Someone once asked me what the hardest thing about banking is. Well, nothing really is hard. But if I had to give a semi-truthful answer…it’s not the finance, the hours, the screaming bosses, making sure you don’t wear the same pants four days in a row, the 99% correctness = fail, or even keeping your weight down…it’s dealing with a completely paradoxical environment 85 hours a week.
Our job, as a departing analyst put it so eloquently, is to just “fucking do what you are told.” Two summers ago, my associate famously told me, “there’s no independent thought in banking.” But then why do I get a comment like this one today: “you have no pride in your work”?
During my mid-year review, I was told my greatest flaw was doing things exactly as I was instructed – no more, no less. Apparently, if I’m asked to do A, B, and C, I should also try to do D, E, F, and maybe G too – aka read their mind and give them what they didn’t ask for.
The biggest problem with dealing with these irregularities is that at some point it becomes too hard to tell what’s real from what’s imagined. I hear what my instructions are but I also know what I should do or what they historically have told me to do…and if those mismatch, I forget what’s the actual instructions and what’s subconsciously filled in by my own head.
I’m asked to take pride in my work, but if I know the book is not going to be read and the deal is going to die, should I just pretend it’s real anyway? If you pretend every superfluous pitch, silly analysis, useless due diligence is real, then how do flip the switch and gear yourself up for when it does get real?

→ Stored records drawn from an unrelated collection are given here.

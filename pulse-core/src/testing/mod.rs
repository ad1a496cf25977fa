//! Testing utilities and mocks for integration tests
//!
//! - Mock advisory/liquidity sources: static, failing, slow
//! - Price models that fail or panic for one instrument
//! - Config and data builders

pub mod helpers;
pub mod mock_models;
pub mod mock_sources;

pub use helpers::*;
pub use mock_models::{FailingPriceModel, FixedReturnModel};
pub use mock_sources::{
    FailingInsightSource, FailingLiquiditySource, FlakyLiquiditySource, SlowLiquiditySource, StaticInsightSource,
    StaticLiquiditySource,
};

But being in an environment like banking lets you realize what things outside of work actually is REAL. Take my best friend at work, S. His plans to move in with his girlfriend of 10 months this weekend is the real inspiration for this post. Throw out the jokes about the putting on the shackles at age 23 and remember that their relationship just went through the worst job-related 10-month stretch that $70,000 / year can buy. You can’t argue with that kind of realness.
And so, is it enough to know that you have at least one thing in your life that is real?